This recipe is one that was created by our Grandma Elizabeth many years ago. And we Harris Sisters grew up on this magic fruit cake at Christmastime. I still make it every year, and even the fruit cake critics in my family have come around to my way of thinking. You see, this fruit cake is so unlike any other fruit cake you've ever tried, it's likely to convert even the strongest hold out in your group too!
Grandma Elizabeth's Magic Fruit Cake
16 oz pecan halves
16 oz red candied cherries
7 oz bag of coconut
16 oz dates (I usually substitute 8 oz candied pineapple and 8 oz green candied cherries for the dates)
2 cans condensed milk
- Preheat oven to 325 degrees.
- Line a tube pan with parchment paper and spray liberally with cooking spray. Set aside.

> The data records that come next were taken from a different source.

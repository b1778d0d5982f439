#![no_main]

use libfuzzer_sys::fuzz_target;
use reflowlog::protocol::{parse_line, LineEvent};

fuzz_target!(|data: &[u8]| {
    // Device bytes are decoded lossily before parsing
    let text = String::from_utf8_lossy(data);

    for raw in text.split('\n') {
        // Classification must never panic
        if let LineEvent::Sample(sample) = parse_line(raw) {
            // An accepted sample must survive its own serialization
            match parse_line(&sample.to_line()) {
                LineEvent::Sample(again) => {
                    assert_eq!(again.mode, sample.mode);
                    // NaN loses its sign when formatted
                    if sample.time.is_nan() {
                        assert!(again.time.is_nan());
                    } else {
                        assert_eq!(again.time.to_bits(), sample.time.to_bits());
                    }
                }
                other => panic!("re-serialized sample rejected: {:?}", other),
            }
        }
    }
});
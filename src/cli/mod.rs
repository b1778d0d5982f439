use anyhow::{bail, Context, Result};
use clap::{Parser, Subcommand};
use log::{debug, info};
use std::path::PathBuf;
use std::time::Duration;

use reflowlog::chart::ChartLayout;
use reflowlog::device::{list_candidate_ports, open_first, SerialChannel};
use reflowlog::persist::LogDirPersister;
use reflowlog::pipeline::Pipeline;
use reflowlog::series::{LogView, SeriesStore};
use reflowlog::session::{SessionStateMachine, SystemClock};

mod chart;
mod config;
mod log_cmd;
mod ports;
mod replay;
mod sweep;

pub use config::Config;

/// reflowlog - Session logger for reflow oven controllers
#[derive(Parser)]
#[command(name = "reflowlog")]
#[command(author, version, about, long_about = None)]
pub struct Cli {
    /// Verbosity level (-v for info, -vv for debug)
    #[arg(short, long, action = clap::ArgAction::Count, global = true)]
    verbose: u8,

    /// Load settings from a TOML config file
    #[arg(long, value_name = "FILE", global = true)]
    config: Option<PathBuf>,

    /// Serial port to try; repeat to give several candidates
    #[arg(short, long = "port", value_name = "PORT", global = true)]
    ports: Vec<String>,

    /// Serial baud rate (default: 115200)
    #[arg(long, global = true)]
    baud_rate: Option<u32>,

    /// Directory session logs are written to (default: logs)
    #[arg(long, value_name = "DIR", global = true)]
    log_dir: Option<PathBuf>,

    /// Write CSV logs only, without PNG/PDF snapshots
    #[arg(long, global = true)]
    no_charts: bool,

    #[command(subcommand)]
    command: Option<Commands>,
}

#[derive(Subcommand)]
enum Commands {
    /// Log every session the controller runs (default)
    Log,

    /// Run each stored profile in turn and log the sessions
    Test {
        /// Highest profile index to run (default: 6)
        #[arg(long, value_name = "N")]
        profiles: Option<u32>,
    },

    /// List serial ports that can be opened
    Ports,

    /// Ingest a captured transcript instead of a live device
    Replay {
        /// Transcript file, one controller line per line
        #[arg(value_name = "FILE")]
        file: PathBuf,
    },

    /// Re-render chart snapshots next to a CSV session log
    Chart {
        /// CSV session log
        #[arg(value_name = "CSV")]
        csv: PathBuf,
    },
}

/// Effective settings after merging the config file and flags.
pub struct Settings {
    ports: Vec<String>,
    baud_rate: u32,
    read_timeout: Duration,
    log_dir: PathBuf,
    charts: bool,
    quiet_threshold: Duration,
    last_profile: u32,
    layout: ChartLayout,
}

impl Settings {
    fn resolve(cli: &Cli, config: &Config) -> Result<Self> {
        let ports = if cli.ports.is_empty() {
            config.serial.ports.clone()
        } else {
            cli.ports.clone()
        };

        Ok(Self {
            ports,
            baud_rate: cli.baud_rate.unwrap_or_else(|| config.baud_rate()),
            read_timeout: config.read_timeout(),
            log_dir: cli.log_dir.clone().unwrap_or_else(|| config.log_dir()),
            charts: config.charts() && !cli.no_charts,
            quiet_threshold: config.quiet_threshold()?,
            last_profile: config.last_profile(),
            layout: config.chart_layout()?,
        })
    }

    /// Pipeline writing into the log directory; comments go to stdout.
    fn pipeline(&self) -> Pipeline<LogDirPersister> {
        let series = SeriesStore::new(&self.layout, Box::new(LogView::default()));
        let machine = SessionStateMachine::with_clock(series, SystemClock, self.quiet_threshold);
        let persister = LogDirPersister::new(&self.log_dir)
            .with_layout(self.layout.clone())
            .with_charts(self.charts);

        Pipeline::new(machine, persister).with_comment_handler(|text| println!("{}", text))
    }

    /// Open the configured port, or the first usable one on this system.
    fn open_device(&self) -> Result<SerialChannel> {
        let candidates = if self.ports.is_empty() {
            list_candidate_ports().context("Failed to look for serial ports")?
        } else {
            self.ports.clone()
        };

        if candidates.is_empty() {
            bail!("No serial ports found; pass one with --port");
        }
        debug!("Candidate ports: {:?}", candidates);

        open_first(&candidates, self.baud_rate, self.read_timeout)
            .with_context(|| format!("Could not open any of {}", candidates.join(", ")))
    }
}

impl Cli {
    pub fn verbosity(&self) -> u8 {
        self.verbose
    }
}

pub fn init_logging(verbosity: u8) {
    let log_level = match verbosity {
        0 => "warn",
        1 => "info",
        _ => "debug",
    };
    env_logger::Builder::from_env(env_logger::Env::default().default_filter_or(log_level)).init();
}

pub fn dispatch(cli: Cli) -> Result<()> {
    let config = Config::load(cli.config.as_deref())?;
    let mut settings = Settings::resolve(&cli, &config)?;
    info!("Logging to {}", settings.log_dir.display());

    match cli.command.unwrap_or(Commands::Log) {
        Commands::Log => log_cmd::run(&settings),
        Commands::Test { profiles } => {
            if let Some(last_profile) = profiles {
                settings.last_profile = last_profile;
            }
            sweep::run(&settings)
        }
        Commands::Ports => ports::run(),
        Commands::Replay { file } => replay::run(&settings, file),
        Commands::Chart { csv } => chart::run(&settings, csv),
    }
}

- In a medium mixing bowl, mix together all ingredients until well blended. Make a wish while you are stirring; that's the "magic" part of this recipe. So don't forget!
- Bake for 1 hour or until coconut and pecans are toasty brown.
- Cool for 15 minutes in pan before flipping onto a wire cooling rack.
This is Grandma Elizabeth's actual recipe, written in her handwriting, with notes made by me. She was an excellent cook. It's one of the things she is best known for. I'm so glad we have her old recipes.
This fruit cake recipe is unlike almost every other. It's not so much a "cake" (note the lack of flour) as a very sticky candy held together with condensed milk. So it is critical that you use both parchment paper as well as cooking spray if you want to be able to release the cake from it's pan. However, it does release very simply if you make sure to use both.
This recipe makes one large fruit cake in a tube pan or two loaf pans, and can be easily halved if desired. Cooking time will vary depending on the size and type of pan you use so check periodically to ensure you don't overcook your fruit cake.
And I leave you with this image. Last year was Lexi's first Christmas, and of course, her first turn at wishing on the fruit cake. Here she is in action. I love family traditions, but never more than at Christmas.